C'est que, tel que l'a révélé le Progrès-Dimanche dans sa dernière livraison, sous la plume de Patricia Rainville, la localité du maire Jean-Yves Dufour a perdu, en raison du geste posé en décembre dernier par le ministre Clément Gignac, la moitié de ses revenus de taxes, soit environ 3 M$. Une situation qui découle du fait que les centrales et les ouvrages de production hydroélectrique appartenant à Hydro-Québec ne sont pas inscrits au rôle d'évaluation des municipalités où ils sont érigés et ne « rapportent « donc pas de taxes.

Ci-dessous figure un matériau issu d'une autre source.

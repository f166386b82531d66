pub mod arxiv;
pub mod crossref;
pub mod doaj;
pub mod openalex;
pub mod opencitations;
pub mod orcid;
pub mod pubmed;
pub mod semantic_scholar;

use std::collections::BTreeSet;
use std::fmt;
use std::time::Duration;

use async_trait::async_trait;
use serde::{Deserialize, Serialize};
use thiserror::Error;

use crate::scoring::ImpactMetrics;
use crate::search::SearchFilters;
use opencitations::CitationLink;
use orcid::AuthorProfile;

pub const NO_TITLE: &str = "No title";
pub const NO_ABSTRACT: &str = "No abstract available";
pub const UNKNOWN_JOURNAL: &str = "Unknown journal";

pub(crate) const USER_AGENT: &str = "paper-aggregate/0.1";

/// The external catalogs the engine knows how to query.
#[derive(Debug, Clone, Copy, PartialEq, Eq, Hash, Serialize, Deserialize)]
pub enum Source {
    #[serde(rename = "ArXiv")]
    Arxiv,
    CrossRef,
    #[serde(rename = "Semantic Scholar")]
    SemanticScholar,
    OpenAlex,
    PubMed,
    #[serde(rename = "DOAJ")]
    Doaj,
}

impl Source {
    /// Canonical fan-out order.
    pub const ALL: [Source; 6] = [
        Source::Arxiv,
        Source::CrossRef,
        Source::SemanticScholar,
        Source::OpenAlex,
        Source::PubMed,
        Source::Doaj,
    ];

    pub fn slug(&self) -> &'static str {
        match self {
            Source::Arxiv => "arxiv",
            Source::CrossRef => "crossref",
            Source::SemanticScholar => "semantic_scholar",
            Source::OpenAlex => "openalex",
            Source::PubMed => "pubmed",
            Source::Doaj => "doaj",
        }
    }

    pub fn display_name(&self) -> &'static str {
        match self {
            Source::Arxiv => "ArXiv",
            Source::CrossRef => "CrossRef",
            Source::SemanticScholar => "Semantic Scholar",
            Source::OpenAlex => "OpenAlex",
            Source::PubMed => "PubMed",
            Source::Doaj => "DOAJ",
        }
    }

    /// Prefix used for the globally unique `Paper::id`.
    pub fn id_prefix(&self) -> &'static str {
        match self {
            Source::SemanticScholar => "semantic",
            other => other.slug(),
        }
    }

    pub fn from_slug(name: &str) -> Option<Self> {
        let name = name.trim().to_lowercase();
        Self::ALL.into_iter().find(|s| {
            s.slug() == name || s.display_name().to_lowercase() == name
        })
    }
}

impl fmt::Display for Source {
    fn fmt(&self, f: &mut fmt::Formatter<'_>) -> fmt::Result {
        f.write_str(self.display_name())
    }
}

/// Canonical paper record produced by every adapter.
///
/// Text fields are never empty placeholders: missing titles, abstracts and
/// journals carry the `NO_TITLE`, `NO_ABSTRACT` and `UNKNOWN_JOURNAL` sentinels.
/// The score and enrichment fields are only filled in after a search completes.
#[derive(Debug, Clone, PartialEq, Serialize, Deserialize)]
#[serde(rename_all = "camelCase")]
pub struct Paper {
    pub id: String,
    pub title: String,
    #[serde(rename = "abstract")]
    pub abstract_text: String,
    pub authors: Vec<String>,
    pub published_date: String,
    pub source: Source,
    pub url: Option<String>,
    pub doi: Option<String>,
    pub download_url: Option<String>,
    pub citation_count: Option<u32>,
    pub influential_citation_count: Option<u32>,
    pub categories: BTreeSet<String>,
    pub journal: String,

    #[serde(default, skip_serializing_if = "Option::is_none")]
    pub relevance_score: Option<u32>,
    #[serde(default, skip_serializing_if = "Option::is_none")]
    pub quality_score: Option<u32>,
    #[serde(default, skip_serializing_if = "Option::is_none")]
    pub impact_metrics: Option<ImpactMetrics>,
    #[serde(default, skip_serializing_if = "Vec::is_empty")]
    pub citing_papers: Vec<CitationLink>,
    #[serde(default, skip_serializing_if = "Vec::is_empty")]
    pub cited_papers: Vec<CitationLink>,
    #[serde(default, skip_serializing_if = "Vec::is_empty")]
    pub author_profiles: Vec<AuthorProfile>,
}

impl Paper {
    /// A record with every field at its default: sentinel text, no identifiers.
    pub fn new(id: impl Into<String>, source: Source) -> Self {
        Self {
            id: id.into(),
            title: NO_TITLE.to_string(),
            abstract_text: NO_ABSTRACT.to_string(),
            authors: Vec::new(),
            published_date: String::new(),
            source,
            url: None,
            doi: None,
            download_url: None,
            citation_count: None,
            influential_citation_count: None,
            categories: BTreeSet::new(),
            journal: UNKNOWN_JOURNAL.to_string(),
            relevance_score: None,
            quality_score: None,
            impact_metrics: None,
            citing_papers: Vec::new(),
            cited_papers: Vec::new(),
            author_profiles: Vec::new(),
        }
    }

    pub fn has_known_journal(&self) -> bool {
        !self.journal.trim().is_empty() && self.journal != UNKNOWN_JOURNAL
    }
}

/// Failures inside a single adapter. These never cross the adapter boundary
/// except as a `SourceOutcome::Failed` count.
#[derive(Debug, Error)]
pub enum SourceError {
    #[error("HTTP request failed: {0}")]
    Http(#[source] reqwest::Error),
    #[error("Request timed out")]
    Timeout,
    #[error("Unexpected HTTP status {status} from {url}")]
    Status { status: u16, url: String },
    #[error("Parse error: {0}")]
    Parse(String),
    #[error("API error: {0}")]
    Api(String),
}

impl From<reqwest::Error> for SourceError {
    fn from(e: reqwest::Error) -> Self {
        if e.is_timeout() {
            SourceError::Timeout
        } else if e.is_decode() {
            SourceError::Parse(e.to_string())
        } else {
            SourceError::Http(e)
        }
    }
}

impl From<serde_json::Error> for SourceError {
    fn from(e: serde_json::Error) -> Self {
        SourceError::Parse(e.to_string())
    }
}

/// Result of one failure-isolated adapter call.
#[derive(Debug)]
pub enum SourceOutcome {
    Papers(Vec<Paper>),
    Failed(SourceError),
}

impl SourceOutcome {
    pub fn is_failure(&self) -> bool {
        matches!(self, SourceOutcome::Failed(_))
    }

    /// Papers from a successful call; a failed call yields nothing.
    pub fn into_papers(self) -> Vec<Paper> {
        match self {
            SourceOutcome::Papers(papers) => papers,
            SourceOutcome::Failed(_) => Vec::new(),
        }
    }
}

#[async_trait]
pub trait PaperSource: Send + Sync {
    fn source(&self) -> Source;

    fn name(&self) -> &'static str {
        self.source().slug()
    }

    /// Issue the source-specific request and normalize the response.
    async fn fetch(&self, query: &str, filters: &SearchFilters) -> Result<Vec<Paper>, SourceError>;

    /// Failure-isolated search: network, status, parse and timeout errors are
    /// logged here and reported as `Failed`, never propagated.
    async fn search(&self, query: &str, filters: &SearchFilters) -> SourceOutcome {
        match self.fetch(query, filters).await {
            Ok(papers) => {
                tracing::info!("{}: {} results", self.source(), papers.len());
                SourceOutcome::Papers(papers)
            }
            Err(e) => {
                tracing::warn!("{} search failed, continuing with other sources: {}", self.source(), e);
                SourceOutcome::Failed(e)
            }
        }
    }
}

// ── Shared request helpers ──────────────────────────────────────────────────

pub(crate) fn http_client(user_agent: &str, timeout: Duration) -> reqwest::Client {
    reqwest::Client::builder()
        .user_agent(user_agent)
        .timeout(timeout)
        .build()
        .unwrap_or_else(|e| {
            tracing::warn!("Falling back to default HTTP client: {}", e);
            reqwest::Client::new()
        })
}

/// Send a request and turn non-2xx statuses into `SourceError::Status`.
pub(crate) async fn send_checked(req: reqwest::RequestBuilder) -> Result<reqwest::Response, SourceError> {
    let resp = req.send().await?;
    check_status(resp)
}

fn check_status(resp: reqwest::Response) -> Result<reqwest::Response, SourceError> {
    if resp.status().is_success() {
        Ok(resp)
    } else {
        Err(SourceError::Status {
            status: resp.status().as_u16(),
            url: resp.url().to_string(),
        })
    }
}

/// GET `url` directly; if the request cannot be sent at all, retry the same
/// URL once through `relay`, which proxies the percent-encoded target.
pub(crate) async fn get_text_with_relay(
    client: &reqwest::Client,
    url: &str,
    relay: Option<&str>,
) -> Result<String, SourceError> {
    let resp = match client.get(url).send().await {
        Ok(resp) => resp,
        Err(e) => {
            let Some(prefix) = relay else {
                return Err(e.into());
            };
            tracing::debug!("Direct request failed ({}), retrying through relay", e);
            client.get(relay_url(prefix, url)).send().await?
        }
    };
    Ok(check_status(resp)?.text().await?)
}

pub(crate) fn relay_url(prefix: &str, target: &str) -> String {
    let encoded: String = url::form_urlencoded::byte_serialize(target.as_bytes()).collect();
    format!("{}{}", prefix, encoded)
}

/// (limit, offset) for one call, with `limit` capped at the source maximum.
pub(crate) fn page_window(filters: &SearchFilters, cap: u32) -> (u32, u32) {
    let limit = filters.per_page.clamp(1, cap);
    let offset = filters.page.saturating_sub(1).saturating_mul(limit);
    (limit, offset)
}

/// Strip resolver prefixes (`https://doi.org/`, `doi:`) from a DOI.
pub fn normalize_doi(raw: &str) -> Option<String> {
    let mut doi = raw.trim();
    for prefix in [
        "https://doi.org/",
        "http://doi.org/",
        "https://dx.doi.org/",
        "http://dx.doi.org/",
        "doi:",
        "DOI:",
    ] {
        if let Some(rest) = doi.strip_prefix(prefix) {
            doi = rest.trim();
            break;
        }
    }
    if doi.is_empty() {
        None
    } else {
        Some(doi.to_string())
    }
}

/// Stable fallback id for records without an upstream identifier.
pub(crate) fn synthetic_id(source: Source, seed: &str) -> String {
    use std::collections::hash_map::DefaultHasher;
    use std::hash::{Hash, Hasher};
    let mut hasher = DefaultHasher::new();
    seed.hash(&mut hasher);
    format!("{}_gen{:016x}", source.id_prefix(), hasher.finish())
}

pub(crate) fn text_or(value: Option<&str>, sentinel: &str) -> String {
    match value.map(|v| v.trim()) {
        Some(v) if !v.is_empty() => collapse_whitespace(v),
        _ => sentinel.to_string(),
    }
}

pub(crate) fn non_empty(value: Option<&str>) -> Option<String> {
    value
        .map(|v| v.trim())
        .filter(|v| !v.is_empty())
        .map(|v| v.to_string())
}

pub(crate) fn collapse_whitespace(s: &str) -> String {
    s.split_whitespace().collect::<Vec<_>>().join(" ")
}

/// Format `[year, month, day]` date parts; shorter prefixes give `YYYY-MM` or `YYYY`.
pub(crate) fn format_date_parts(parts: &[u32]) -> String {
    match parts {
        [y, m, d, ..] => format!("{:04}-{:02}-{:02}", y, m, d),
        [y, m] => format!("{:04}-{:02}", y, m),
        [y] => format!("{:04}", y),
        [] => String::new(),
    }
}

pub(crate) fn year_date(year: Option<i32>) -> String {
    year.map(|y| format!("{:04}-01-01", y)).unwrap_or_default()
}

Cette ponction dans le budget est si importante pour la localité alpine qu'elle a déjà confirmé qu'elle cessait le paiement de sa quote-part à la MRC du Fjord, un montant de plus de 238 000 $, et qu'elle suspendait le versement des quelque 496 000 $ qu'elle doit défrayer annuellement envers la Sûreté du Québec pour la couverture de son territoire par le corps policier.
Le maire Jean-Yves Dufour a également déjà confirmé que des projets majeurs pour la croissance de sa municipalité sont désormais placés en veilleuse, notamment des travaux d'amélioration des routes et du réseau d'aqueduc de la municipalité ainsi que l'aménagement d'un nouveau secteur résidentiel dans le secteur du Valinouët. C'est dire la gravité de la situation pour Falardeau et pour les citoyens de l'endroit. Mais aussi pour la MRC du Fjord-du-Saguenay, dont le budget de fonctionnement se retrouve fragilisé par la perte de près d'un quart de million de $. Toujours par effet domino, c'est donc l'ensemble des municipalités de la MRC qui subiront à divers degrés les contrecoups de la perte des privilèges hydroélectriques de Produits forestiers Résolu (PFR) sur la Shipshaw.
Inutile de revenir sur le fond de ce dossier. La décision prise par le ministre Gignac devait être prise. Québec devait, dans les circonstances, remettre les pendules à l'heure avec la compagnie. Ce constat étant acquis, compte tenu des impacts imprévus que la reprise de possession par Hydro-Québec de la centrale Jim-Gray engendre, il devient impératif que Québec vienne en aide à la municipalité de Saint-David-de-Falardeau.
Transition
Il est plutôt exceptionnel, voire tout à fait inusité, qu'un geste posé volontairement par le gouvernement ait des conséquences aussi brutales et aussi sérieuses sur le fonctionnement d'une municipalité. La perte subite de la moitié des revenus totaux d'une localité à la suite d'une décision de l'État demeure un fait exceptionnel. Or, des circonstances exceptionnelles exigent des réponses qui sortent de l'ordinaire. Car, on ne peut certes pas demander aux contribuables falardiens d'assumer sans préavis et immédiatement la totalité du manque à gagner de 3 M$.
Et si la petite localité peut mettre sur la voie d'évitement, pour un temps, certains projets, il est difficile d'exiger de ses élus de ne procéder à aucune mise à niveau des infrastructures à court et moyen terme. De même, obliger Falardeau à écarter définitivement tout plan d'expansion du secteur alpin n'apparaît pas non plus comme une solution d'avenir. Au contraire, la municipalité devra attirer plus de villégiateurs, plus de résidants et de commerces pour pouvoir équilibrer ses budgets à long terme. Ce village alpin constitue d'ailleurs le meilleur outil pour ramener de l'ordre dans les finances locales.
Québec ne peut évidemment pas agir comme une béquille permanente pour aider la localité à absorber le choc engendré par le dossier Jim-Gray. Toutefois, le gouvernement doit soutenir la municipalité et l'aider à traverser la pénible période de transition qui s'annonce.
Des solutions faciles, temporaires et relativement peu coûteuses existent certainement. Québec pourrait par exemple exempter Falardeau de certains paiements, ou la rembourser de certaines dépenses obligatoires liées à la desserte policière ou aux services aux citoyens. Ou encore lui verser une indemnité spéciale durant quelques années. L'important, c'est que Québec soit ouvert au dialogue avec les élus falardiens et que le gouvernement soit disposé à faire partie de la solution, ce qui profitera à tous les citoyens de la MRC du Fjord, déjà affectés par la crise forestière.